Palm Sunday of the Lord’s Passion
On Palm Sunday (also called Passion Sunday) we celebrate Jesus’ triumphal entry into Jerusalem before His passion. In this celebration, we ourselves begin to enter into the great Paschal Mystery of our Lord — something we do every time Mass is celebrated, but which we do in a very rich and extended way during the great liturgies that will unfold over the next several days.
We refer to the time between Palm Sunday and Easter as “Holy Week,” and it includes the three-day liturgy called the Easter Triduum (a word that means “three days”), consisting of Holy Thursday, Good Friday, and the Easter Vigil on Saturday night. As students have Wednesday through Friday off from classes, I encourage you to participate in these Triduum liturgies, whether at home or here at St. Mary’s.
Before looking at the Triduum, however, we need to consider the Palm Sunday liturgy. It’s a bit different than an ordinary Sunday Mass. In many churches, the liturgy begins outside with the blessing of palms and a procession into the church building. By carrying palm branches and singing “Hosanna” (a Hebrew exclamation used to express adoration, praise or joy), we identify ourselves with those who sang Jesus’ praise in the gospel account:
When the great crowd that had come to the feast heard that Jesus was coming to Jerusalem, they took palm branches and went out to meet him, and cried out: “Hosanna! Blessed is he who comes in the name of the Lord, the king of Israel” (Jn 12:12-13).

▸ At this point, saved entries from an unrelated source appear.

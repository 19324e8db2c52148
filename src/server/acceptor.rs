//! Connection Acceptor
//!
//! Owns the endpoint and runs at most one session at a time.
//!
//! ```text
//!        ┌──────────────────────────────────────────────┐
//!        ▼                                              │
//!   open endpoint ──> accept ──> spawn session ──> join session
//!        ▲              │                               │
//!        │              │ busy: back off, accept again  │
//!        │              ▼                               │
//!        └──── other accept error                close endpoint
//! ```
//!
//! The endpoint is closed after every session, however it ended (clean
//! disconnect, handshake failure, I/O error, a panic in the evaluator), and
//! opened again before the next accept. A failing session never takes the
//! server down with it.

use crate::connection::session::{ServerStats, Session};
use crate::evaluator::Evaluator;
use crate::server::config::ServerConfig;
use crate::transport::{EndpointState, Transport, TransportError};
use std::sync::Arc;
use thiserror::Error;
use tokio::sync::{watch, Mutex};
use tokio::task::{JoinError, JoinHandle};
use tracing::{debug, error, info, warn};

/// Errors that stop the server.
#[derive(Debug, Error)]
pub enum ServerError {
    /// The endpoint could not be created, even after retrying
    #[error("endpoint unavailable after {attempts} attempts: {source}")]
    EndpointUnavailable {
        attempts: u32,
        #[source]
        source: TransportError,
    },

    /// The server task itself panicked or was cancelled
    #[error("server task failed: {0}")]
    Task(#[from] JoinError),
}

/// The evaluation server.
pub struct Server<E> {
    config: ServerConfig,
    transport: Arc<Transport>,
    evaluator: Arc<Mutex<E>>,
    stats: Arc<ServerStats>,
    shutdown_tx: Arc<watch::Sender<bool>>,
    next_session_id: u64,
    opened_before: bool,
}

impl<E: Evaluator + 'static> Server<E> {
    /// Creates a server that will listen on `config.channel_name`.
    ///
    /// Nothing is bound until the server runs.
    pub fn new(config: ServerConfig, evaluator: E) -> Self {
        let transport = Arc::new(Transport::new(
            config.channel_name.clone(),
            config.buffer_size,
        ));
        let (shutdown_tx, _) = watch::channel(false);

        Self {
            config,
            transport,
            evaluator: Arc::new(Mutex::new(evaluator)),
            stats: Arc::new(ServerStats::new()),
            shutdown_tx: Arc::new(shutdown_tx),
            next_session_id: 0,
            opened_before: false,
        }
    }

    pub fn config(&self) -> &ServerConfig {
        &self.config
    }

    pub fn stats(&self) -> Arc<ServerStats> {
        Arc::clone(&self.stats)
    }

    pub fn transport(&self) -> Arc<Transport> {
        Arc::clone(&self.transport)
    }

    /// Starts the accept loop as a background task.
    ///
    /// The server stops when the returned handle is stopped or dropped.
    pub fn spawn(self) -> ServerHandle {
        let shutdown_tx = Arc::clone(&self.shutdown_tx);
        let stats = Arc::clone(&self.stats);
        let channel_name = self.config.channel_name.clone();

        let task = tokio::spawn(self.run());

        ServerHandle {
            shutdown_tx,
            stats,
            channel_name,
            task: Some(task),
        }
    }

    /// Runs the accept loop until stopped.
    ///
    /// Returns an error only if the endpoint cannot be created at all.
    pub async fn run(mut self) -> Result<(), ServerError> {
        let mut shutdown = self.shutdown_tx.subscribe();
        info!(address = %self.transport.address(), "Evaluation server starting");

        let result = self.accept_loop(&mut shutdown).await;

        self.transport.close().await;
        match &result {
            Ok(()) => info!("Evaluation server stopped"),
            Err(e) => error!(error = %e, "Evaluation server failed"),
        }
        result
    }

    async fn accept_loop(
        &mut self,
        shutdown: &mut watch::Receiver<bool>,
    ) -> Result<(), ServerError> {
        loop {
            if *shutdown.borrow() {
                return Ok(());
            }

            if self.transport.state().await != EndpointState::Listening {
                self.open_endpoint().await?;
            }

            let accepted = tokio::select! {
                result = self.transport.accept() => result,
                _ = shutdown.changed() => continue,
            };

            match accepted {
                Ok(()) => self.run_session(shutdown).await,
                Err(TransportError::AcceptBusy(e)) => {
                    debug!(error = %e, "Endpoint busy, retrying accept");
                    tokio::time::sleep(self.config.accept_backoff).await;
                }
                Err(e) => {
                    warn!(error = %e, "Accept failed, recreating endpoint");
                    self.transport.close().await;
                }
            }
        }
    }

    /// Opens the endpoint, retrying up to `max_open_attempts` times.
    async fn open_endpoint(&mut self) -> Result<(), ServerError> {
        let max_attempts = self.config.max_open_attempts.max(1);
        let mut attempts = 0;

        loop {
            attempts += 1;
            match self.transport.open().await {
                Ok(()) => {
                    if self.opened_before {
                        self.stats.endpoint_recreated();
                        debug!(address = %self.transport.address(), "Endpoint recreated");
                    } else {
                        info!(address = %self.transport.address(), "Listening");
                    }
                    self.opened_before = true;
                    return Ok(());
                }
                Err(source) if attempts >= max_attempts => {
                    return Err(ServerError::EndpointUnavailable { attempts, source });
                }
                Err(e) => {
                    warn!(attempt = attempts, error = %e, "Failed to create endpoint, retrying");
                    tokio::time::sleep(self.config.reopen_backoff).await;
                }
            }
        }
    }

    /// Runs one session in its own task and waits for it to finish.
    async fn run_session(&mut self, shutdown: &watch::Receiver<bool>) {
        self.next_session_id += 1;
        let id = self.next_session_id;

        self.stats.session_opened();
        let session = Session::new(
            id,
            Arc::clone(&self.transport),
            Arc::clone(&self.evaluator),
            self.config.session_config(),
            Arc::clone(&self.stats),
            shutdown.clone(),
        );

        // Outcomes are logged by the session itself
        match tokio::spawn(session.run()).await {
            Ok(_) => {}
            Err(e) if e.is_panic() => error!(session = id, "Session panicked"),
            Err(e) => warn!(session = id, error = %e, "Session task cancelled"),
        }
        self.stats.session_closed();

        self.transport.close().await;
    }
}

/// A handle to a running server.
///
/// When this handle is dropped, the server is told to stop.
#[derive(Debug)]
pub struct ServerHandle {
    shutdown_tx: Arc<watch::Sender<bool>>,
    stats: Arc<ServerStats>,
    channel_name: String,
    task: Option<JoinHandle<Result<(), ServerError>>>,
}

impl ServerHandle {
    /// The endpoint name callers connect to.
    pub fn channel_name(&self) -> &str {
        &self.channel_name
    }

    pub fn stats(&self) -> &Arc<ServerStats> {
        &self.stats
    }

    /// Asks the server to stop.
    ///
    /// An idle server stops at once. A running session ends at its next
    /// instruction boundary, after at most one instruction timeout.
    pub fn stop(&self) {
        self.shutdown_tx.send_replace(true);
    }

    /// Returns true once the server task has ended.
    pub fn is_finished(&self) -> bool {
        self.task.as_ref().map_or(true, |task| task.is_finished())
    }

    /// Waits for the server task to end.
    ///
    /// Safe to cancel and call again.
    pub async fn join(&mut self) -> Result<(), ServerError> {
        let Some(task) = self.task.as_mut() else {
            return Ok(());
        };

        let result = task.await;
        self.task = None;
        result?
    }

    /// Stops the server and waits for it to end.
    pub async fn shutdown(mut self) -> Result<(), ServerError> {
        self.stop();
        self.join().await
    }
}

impl Drop for ServerHandle {
    fn drop(&mut self) {
        self.stop();
    }
}

#[cfg(test)]
mod tests {
    use super::*;
    use crate::client::{ClientOptions, PipeClient};
    use crate::evaluator::{ArithmeticEvaluator, EvaluatorError};
    use crate::protocol::outcome::EvaluationOutcome;
    use crate::transport::testing::unique_channel_name;
    use std::sync::atomic::Ordering;
    use std::time::Duration;

    fn test_config(tag: &str) -> ServerConfig {
        ServerConfig {
            instruction_timeout: Duration::from_secs(5),
            accept_backoff: Duration::from_millis(10),
            reopen_backoff: Duration::from_millis(10),
            ..ServerConfig::new(unique_channel_name(tag))
        }
    }

    async fn connect(handle: &ServerHandle) -> PipeClient {
        let mut client = PipeClient::connect(handle.channel_name(), ClientOptions::default())
            .await
            .unwrap();
        client.handshake().await.unwrap();
        client
    }

    #[tokio::test]
    async fn test_serves_requests() {
        let handle = Server::new(test_config("serve"), ArithmeticEvaluator::new()).spawn();

        let mut client = connect(&handle).await;
        assert_eq!(client.request("x = 5; x * 2").await.unwrap(), "x = 510");
        assert_eq!(client.request("x + 1").await.unwrap(), "6");

        let stats = handle.stats();
        assert_eq!(stats.sessions_accepted.load(Ordering::Relaxed), 1);
        assert_eq!(stats.active_sessions.load(Ordering::Relaxed), 1);
        assert_eq!(stats.instructions_processed.load(Ordering::Relaxed), 2);

        drop(client);
        handle.shutdown().await.unwrap();
    }

    #[tokio::test]
    async fn test_variables_survive_reconnect() {
        let handle = Server::new(test_config("persist"), ArithmeticEvaluator::new()).spawn();

        let mut first = connect(&handle).await;
        assert_eq!(first.request("y = 40").await.unwrap(), "y = 40");
        drop(first);

        let mut second = connect(&handle).await;
        assert_eq!(second.request("y + 2").await.unwrap(), "42");

        assert!(handle.stats().endpoint_recreations.load(Ordering::Relaxed) >= 1);
        drop(second);
        handle.shutdown().await.unwrap();
    }

    #[tokio::test]
    async fn test_survives_evaluator_panic() {
        let evaluator = |instruction: &str| -> Result<Vec<EvaluationOutcome>, EvaluatorError> {
            if instruction == "crash" {
                panic!("evaluator crashed");
            }
            Ok(vec![EvaluationOutcome::value(instruction)])
        };
        let handle = Server::new(test_config("panic"), evaluator).spawn();

        let mut client = connect(&handle).await;
        assert!(client.request("crash").await.is_err());
        drop(client);

        let mut client = connect(&handle).await;
        assert_eq!(client.request("still here").await.unwrap(), "still here");

        drop(client);
        handle.shutdown().await.unwrap();
    }

    #[tokio::test]
    async fn test_idle_server_stops_promptly() {
        let handle = Server::new(test_config("stop"), ArithmeticEvaluator::new()).spawn();
        tokio::time::sleep(Duration::from_millis(50)).await;

        let result = tokio::time::timeout(Duration::from_secs(2), handle.shutdown()).await;
        assert!(result.unwrap().is_ok());
    }

    #[tokio::test]
    async fn test_dropping_handle_stops_server() {
        let handle = Server::new(test_config("drop"), ArithmeticEvaluator::new()).spawn();
        let transport_name = handle.channel_name().to_string();
        tokio::time::sleep(Duration::from_millis(50)).await;
        drop(handle);

        tokio::time::sleep(Duration::from_millis(200)).await;
        let options = ClientOptions {
            connect_attempts: 1,
            ..ClientOptions::default()
        };
        assert!(PipeClient::connect(&transport_name, options).await.is_err());
    }

    #[cfg(unix)]
    #[tokio::test]
    async fn test_endpoint_unavailable_after_retries() {
        let config = ServerConfig {
            max_open_attempts: 2,
            reopen_backoff: Duration::from_millis(10),
            ..ServerConfig::new("/nonexistent-evalpipe-dir/endpoint.sock")
        };
        let mut handle = Server::new(config, ArithmeticEvaluator::new()).spawn();

        let result = handle.join().await;
        assert!(matches!(
            result,
            Err(ServerError::EndpointUnavailable { attempts: 2, .. })
        ));
        assert!(handle.is_finished());
    }
}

A short while later, we are reminded that these are the same people who would call for our Lord’s crucifixion. We look around the church and note the color for the day is not Lenten purple, but red — the color of martyrdom. The gospel reading at Mass is the long account of the Last Supper, and Jesus’ arrest, trial, and crucifixion. Our triumphant king is put to death. In many churches, the congregation is assigned the voice of the people who shout out “Crucify Him!”
This can be emotionally challenging for many Christians. I have known some to weep. But this is the dynamic of our human relationship with the divine. The Old Testament, over and over again, tells of the Jewish people praising and adoring God, only to betray Him. We can no doubt recognize this pattern in our own lives. Yet God remains always faithful to us, even to the point of death. No matter how many times we turn away from Him, He is always there with His offer of mercy and forgiveness.

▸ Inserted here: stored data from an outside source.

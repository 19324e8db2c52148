//! Transport Module
//!
//! This module owns the OS-level channel the server listens on:
//!
//! - Unix: a Unix domain socket at `<temp dir>/<name>.sock`
//! - Windows: a named pipe at `\\.\pipe\<name>`
//!
//! ## Architecture
//!
//! ```text
//! ┌──────────────────────────────────────────────────────────┐
//! │                       Transport                          │
//! │                                                          │
//! │   Unbound ──open()──> Listening ──accept()──> Connected  │
//! │      ▲                    │                      │       │
//! │      │                    │ accept error         │ I/O   │
//! │      │                    ▼                      ▼ error │
//! │      └─────close()───── Broken <─────────────────┘       │
//! │                                                          │
//! │   read() / read_timed() / write() behind one Mutex       │
//! └──────────────────────────────────────────────────────────┘
//! ```
//!
//! Only one connection exists at a time. Once a peer is accepted the
//! listening side is released, so a second caller cannot connect until the
//! endpoint is opened again.
//!
//! The frame codec and the session code talk to the [`Duplex`] trait rather
//! than to [`Transport`] itself.

pub mod endpoint;
pub mod pipe;

pub use endpoint::{EndpointState, Transport};
pub use pipe::endpoint_address;

use bytes::Bytes;
use std::future::Future;
use std::io;
use std::time::Duration;
use thiserror::Error;

/// Interval between availability checks in timed reads.
pub const POLL_INTERVAL: Duration = Duration::from_millis(10);

/// A connected byte stream with whole-payload writes.
///
/// Implementations serialize their operations so that two callers never
/// interleave bytes on the wire.
pub trait Duplex {
    /// Waits for data with no time limit and returns what was read.
    fn read(&self) -> impl Future<Output = Result<Bytes, TransportError>> + Send;

    /// Waits at most `max_wait` for data.
    ///
    /// Returns `TransportError::TimedOut` if nothing arrived in time.
    fn read_timed(
        &self,
        max_wait: Duration,
    ) -> impl Future<Output = Result<Bytes, TransportError>> + Send;

    /// Writes the whole payload and flushes it.
    fn write(&self, bytes: &[u8]) -> impl Future<Output = Result<(), TransportError>> + Send;
}

/// Errors raised by the transport.
#[derive(Debug, Error)]
pub enum TransportError {
    /// The endpoint could not be created (name in use, permission denied, ...)
    #[error("failed to create endpoint {address}: {source}")]
    EndpointCreation {
        address: String,
        #[source]
        source: io::Error,
    },

    /// Accepting a connection failed; the endpoint is no longer usable
    #[error("accept failed: {0}")]
    Accept(#[source] io::Error),

    /// Accepting a connection failed for a transient reason
    #[error("endpoint busy: {0}")]
    AcceptBusy(#[source] io::Error),

    /// No data arrived within the allowed time
    #[error("timed out waiting for data")]
    TimedOut,

    /// The peer closed its end
    #[error("peer disconnected")]
    Disconnected,

    /// `accept()` was called without an open endpoint
    #[error("endpoint is not listening")]
    NotListening,

    /// A read or write was attempted with no peer connected
    #[error("endpoint is not connected")]
    NotConnected,

    /// I/O error on the connected stream
    #[error("I/O error: {0}")]
    Io(#[from] io::Error),
}

impl TransportError {
    /// Returns true for failures worth retrying on the same connection.
    pub fn is_transient(&self) -> bool {
        matches!(self, TransportError::Io(e) if e.kind() == io::ErrorKind::Interrupted)
    }

    /// Returns true if the peer is gone.
    pub fn is_disconnect(&self) -> bool {
        match self {
            TransportError::Disconnected => true,
            TransportError::Io(e) => matches!(
                e.kind(),
                io::ErrorKind::BrokenPipe
                    | io::ErrorKind::ConnectionReset
                    | io::ErrorKind::ConnectionAborted
            ),
            _ => false,
        }
    }
}

#[cfg(test)]
pub(crate) mod testing {
    //! In-memory [`Duplex`] for driving the codec and session state
    //! machines without a real endpoint.

    use super::{Duplex, TransportError, POLL_INTERVAL};
    use bytes::Bytes;
    use std::collections::VecDeque;
    use std::sync::atomic::{AtomicU64, Ordering};
    use std::sync::Mutex;
    use std::time::Duration;

    /// Unique endpoint name for tests that bind real endpoints.
    pub(crate) fn unique_channel_name(tag: &str) -> String {
        static COUNTER: AtomicU64 = AtomicU64::new(0);
        format!(
            "evalpipe-{}-{}-{}",
            tag,
            std::process::id(),
            COUNTER.fetch_add(1, Ordering::Relaxed)
        )
    }

    /// Replays scripted chunks and records everything written.
    ///
    /// Once the script runs dry, reads report `Disconnected`, unless the
    /// duplex was built with `stay_open()`, in which case timed reads time
    /// out and blocking reads wait for `feed()`.
    #[derive(Debug, Default)]
    pub(crate) struct ScriptedDuplex {
        incoming: Mutex<VecDeque<Bytes>>,
        written: Mutex<Vec<u8>>,
        open: bool,
    }

    impl ScriptedDuplex {
        pub(crate) fn new<I, C>(chunks: I) -> Self
        where
            I: IntoIterator<Item = C>,
            C: Into<Bytes>,
        {
            Self {
                incoming: Mutex::new(chunks.into_iter().map(Into::into).collect()),
                written: Mutex::new(Vec::new()),
                open: false,
            }
        }

        pub(crate) fn stay_open(mut self) -> Self {
            self.open = true;
            self
        }

        pub(crate) fn feed(&self, chunk: impl Into<Bytes>) {
            self.incoming.lock().unwrap().push_back(chunk.into());
        }

        pub(crate) fn written(&self) -> Vec<u8> {
            self.written.lock().unwrap().clone()
        }

        fn pop(&self) -> Option<Bytes> {
            self.incoming.lock().unwrap().pop_front()
        }
    }

    impl Duplex for ScriptedDuplex {
        async fn read(&self) -> Result<Bytes, TransportError> {
            loop {
                if let Some(chunk) = self.pop() {
                    return Ok(chunk);
                }
                if !self.open {
                    return Err(TransportError::Disconnected);
                }
                tokio::time::sleep(POLL_INTERVAL).await;
            }
        }

        async fn read_timed(&self, _max_wait: Duration) -> Result<Bytes, TransportError> {
            match self.pop() {
                Some(chunk) => Ok(chunk),
                None if self.open => Err(TransportError::TimedOut),
                None => Err(TransportError::Disconnected),
            }
        }

        async fn write(&self, bytes: &[u8]) -> Result<(), TransportError> {
            self.written.lock().unwrap().extend_from_slice(bytes);
            Ok(())
        }
    }
}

Palm Sunday is in many ways a foretaste of the mystery to be revealed more fully in the great Triduum liturgy, the highest liturgy of the Church year, beginning with Holy Thursday.
On the Thursday before Easter, we celebrate the Evening Mass of the Lord’s Supper. The gospel reading for this Mass recounts the events of the Passover meal Jesus shared with the Apostles before He was betrayed by Judas and arrested.
The Passover was the annual memorial meal that Jewish people celebrated to remind themselves of how God liberated them from slavery in Egypt. Jesus now uses it to establish His new covenant, liberating us from our slavery to sin.
On Holy Thursday, Jesus celebrates the first Eucharist, the great sacrament of His Body and Blood, which we believe not only “calls to mind” Christ’s sacrifice for us, but actually makes it present, so that we may participate in the one sacrifice of Christ at each and every Mass. Holy Thursday also recalls the establishment of the priesthood through which the great sacrament of Christ’s presence will be given to us.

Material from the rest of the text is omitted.